(Excerpts from a dataset)

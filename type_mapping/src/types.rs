//! Type mapping definitions
//!
//! Rows travel as JSON maps; arguments are bound as `SqlValue`s and result
//! columns are described by `ColumnType`.

use serde::{Deserialize, Serialize};

/// One result row, column name to value
pub type Row = serde_json::Map<String, serde_json::Value>;

/// Canonical text form for datetime values
pub const DATETIME_FORMAT: &str = "%Y-%m-%dT%H:%M:%S%.f";

/// Values bound as stored procedure arguments
#[derive(Debug, Clone, PartialEq, Serialize, Deserialize)]
pub enum SqlValue {
    Text(String),
    BigInt(i64),
    UnsignedBigInt(u64),
    Double(f64),
    Boolean(bool),
    /// Structured value serialized to JSON text
    Json(String),
    Null,
}

impl From<String> for SqlValue {
    fn from(val: String) -> Self {
        SqlValue::Text(val)
    }
}

impl From<&str> for SqlValue {
    fn from(val: &str) -> Self {
        SqlValue::Text(val.to_string())
    }
}

impl From<i64> for SqlValue {
    fn from(val: i64) -> Self {
        SqlValue::BigInt(val)
    }
}

impl From<i32> for SqlValue {
    fn from(val: i32) -> Self {
        SqlValue::BigInt(val.into())
    }
}

impl From<u64> for SqlValue {
    fn from(val: u64) -> Self {
        SqlValue::UnsignedBigInt(val)
    }
}

impl From<f64> for SqlValue {
    fn from(val: f64) -> Self {
        SqlValue::Double(val)
    }
}

impl From<bool> for SqlValue {
    fn from(val: bool) -> Self {
        SqlValue::Boolean(val)
    }
}

impl<T> From<Option<T>> for SqlValue
where
    T: Into<SqlValue>,
{
    fn from(val: Option<T>) -> Self {
        match val {
            Some(v) => v.into(),
            None => SqlValue::Null,
        }
    }
}

/// Column families of MySQL result sets, as far as decoding cares
#[derive(Debug, Clone, Copy, PartialEq, Eq, Hash)]
pub enum ColumnType {
    Integer,
    UnsignedInteger,
    Float,
    /// Exact numerics, kept as text to preserve precision
    Decimal,
    Boolean,
    Text,
    DateTime,
    Date,
    Time,
    Json,
    Binary,
    Null,
}

impl ColumnType {
    /// Map a MySQL type name (as reported by the driver) to its family
    pub fn from_type_name(name: &str) -> Self {
        let normalized = name.trim().to_ascii_uppercase();
        let unsigned = normalized.ends_with(" UNSIGNED");
        let base = normalized.trim_end_matches(" UNSIGNED");
        match base {
            "BOOLEAN" | "BOOL" => ColumnType::Boolean,
            "TINYINT" | "SMALLINT" | "MEDIUMINT" | "INT" | "INTEGER" | "BIGINT" | "YEAR" | "BIT" => {
                if unsigned {
                    ColumnType::UnsignedInteger
                } else {
                    ColumnType::Integer
                }
            }
            "FLOAT" | "DOUBLE" | "REAL" => ColumnType::Float,
            "DECIMAL" | "NUMERIC" | "NEWDECIMAL" => ColumnType::Decimal,
            "DATETIME" | "TIMESTAMP" => ColumnType::DateTime,
            "DATE" => ColumnType::Date,
            "TIME" => ColumnType::Time,
            "JSON" => ColumnType::Json,
            "BINARY" | "VARBINARY" | "TINYBLOB" | "BLOB" | "MEDIUMBLOB" | "LONGBLOB" => {
                ColumnType::Binary
            }
            "NULL" => ColumnType::Null,
            _ => ColumnType::Text, // CHAR, VARCHAR, TEXT, ENUM, SET, ...
        }
    }
}

#[cfg(test)]
mod tests {
    use super::*;

    #[test]
    fn test_column_type_from_type_name() {
        assert_eq!(ColumnType::from_type_name("BIGINT"), ColumnType::Integer);
        assert_eq!(ColumnType::from_type_name("INT UNSIGNED"), ColumnType::UnsignedInteger);
        assert_eq!(ColumnType::from_type_name("BOOLEAN"), ColumnType::Boolean);
        assert_eq!(ColumnType::from_type_name("decimal"), ColumnType::Decimal);
        assert_eq!(ColumnType::from_type_name("JSON"), ColumnType::Json);
        assert_eq!(ColumnType::from_type_name("TIMESTAMP"), ColumnType::DateTime);
        assert_eq!(ColumnType::from_type_name("VARCHAR"), ColumnType::Text);
        assert_eq!(ColumnType::from_type_name("ENUM"), ColumnType::Text);
        assert_eq!(ColumnType::from_type_name("LONGBLOB"), ColumnType::Binary);
    }

    #[test]
    fn test_option_into_sql_value() {
        assert_eq!(SqlValue::from(Some(3i64)), SqlValue::BigInt(3));
        assert_eq!(SqlValue::from(None::<String>), SqlValue::Null);
    }
}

## [Task to carry out]
Every entry is to be returned exactly, with nothing dropped.

## [Answer to this exercise]
filename type_mapping/src/types.rs
//! Type mapping definitions
//!
//! Rows travel as JSON maps; arguments are bound as `SqlValue`s and result
//! columns are described by `ColumnType`.

use serde::{Deserialize, Serialize};

/// One result row, column name to value
pub type Row = serde_json::Map<String, serde_json::Value>;

/// Canonical text form for datetime values
pub const DATETIME_FORMAT: &str = "%Y-%m-%dT%H:%M:%S%.f";

/// Values bound as stored procedure arguments
#[derive(Debug, Clone, PartialEq, Serialize, Deserialize)]
pub enum SqlValue {
    Text(String),
    BigInt(i64),
    UnsignedBigInt(u64),
    Double(f64),
    Boolean(bool),
    /// Structured value serialized to JSON text
    Json(String),
    Null,
}

impl From<String> for SqlValue {
    fn from(val: String) -> Self {
        SqlValue::Text(val)
    }
}

impl From<&str> for SqlValue {
    fn from(val: &str) -> Self {
        SqlValue::Text(val.to_string())
    }
}

impl From<i64> for SqlValue {
    fn from(val: i64) -> Self {
        SqlValue::BigInt(val)
    }
}

impl From<i32> for SqlValue {
    fn from(val: i32) -> Self {
        SqlValue::BigInt(val.into())
    }
}

impl From<u64> for SqlValue {
    fn from(val: u64) -> Self {
        SqlValue::UnsignedBigInt(val)
    }
}

impl From<f64> for SqlValue {
    fn from(val: f64) -> Self {
        SqlValue::Double(val)
    }
}

impl From<bool> for SqlValue {
    fn from(val: bool) -> Self {
        SqlValue::Boolean(val)
    }
}

impl<T> From<Option<T>> for SqlValue
where
    T: Into<SqlValue>,
{
    fn from(val: Option<T>) -> Self {
        match val {
            Some(v) => v.into(),
            None => SqlValue::Null,
        }
    }
}

/// Column families of MySQL result sets, as far as decoding cares
#[derive(Debug, Clone, Copy, PartialEq, Eq, Hash)]
pub enum ColumnType {
    Integer,
    UnsignedInteger,
    Float,
    /// Exact numerics, kept as text to preserve precision
    Decimal,
    Boolean,
    Text,
    DateTime,
    Date,
    Time,
    Json,
    Binary,
    Null,
}

impl ColumnType {
    /// Map a MySQL type name (as reported by the driver) to its family
    pub fn from_type_name(name: &str) -> Self {
        let normalized = name.trim().to_ascii_uppercase();
        let unsigned = normalized.ends_with(" UNSIGNED");
        let base = normalized.trim_end_matches(" UNSIGNED");
        match base {
            "BOOLEAN" | "BOOL" => ColumnType::Boolean,
            "TINYINT" | "SMALLINT" | "MEDIUMINT" | "INT" | "INTEGER" | "BIGINT" | "YEAR" | "BIT" => {
                if unsigned {
                    ColumnType::UnsignedInteger
                } else {
                    ColumnType::Integer
                }
            }
            "FLOAT" | "DOUBLE" | "REAL" => ColumnType::Float,
            "DECIMAL" | "NUMERIC" | "NEWDECIMAL" => ColumnType::Decimal,
            "DATETIME" | "TIMESTAMP" => ColumnType::DateTime,
            "DATE" => ColumnType::Date,
            "TIME" => ColumnType::Time,
            "JSON" => ColumnType::Json,
            "BINARY" | "VARBINARY" | "TINYBLOB" | "BLOB" | "MEDIUMBLOB" | "LONGBLOB" => {
                ColumnType::Binary
            }
            "NULL" => ColumnType::Null,
            _ => ColumnType::Text, // CHAR, VARCHAR, TEXT, ENUM, SET, ...
        }
    }
}

#[cfg(test)]
mod tests {
    use super::*;

    #[test]
    fn test_column_type_from_type_name() {
        assert_eq!(ColumnType::from_type_name("BIGINT"), ColumnType::Integer);
        assert_eq!(ColumnType::from_type_name("INT UNSIGNED"), ColumnType::UnsignedInteger);
        assert_eq!(ColumnType::from_type_name("BOOLEAN"), ColumnType::Boolean);
        assert_eq!(ColumnType::from_type_name("decimal"), ColumnType::Decimal);
        assert_eq!(ColumnType::from_type_name("JSON"), ColumnType::Json);
        assert_eq!(ColumnType::from_type_name("TIMESTAMP"), ColumnType::DateTime);
        assert_eq!(ColumnType::from_type_name("VARCHAR"), ColumnType::Text);
        assert_eq!(ColumnType::from_type_name("ENUM"), ColumnType::Text);
        assert_eq!(ColumnType::from_type_name("LONGBLOB"), ColumnType::Binary);
    }

    #[test]
    fn test_option_into_sql_value() {
        assert_eq!(SqlValue::from(Some(3i64)), SqlValue::BigInt(3));
        assert_eq!(SqlValue::from(None::<String>), SqlValue::Null);
    }
}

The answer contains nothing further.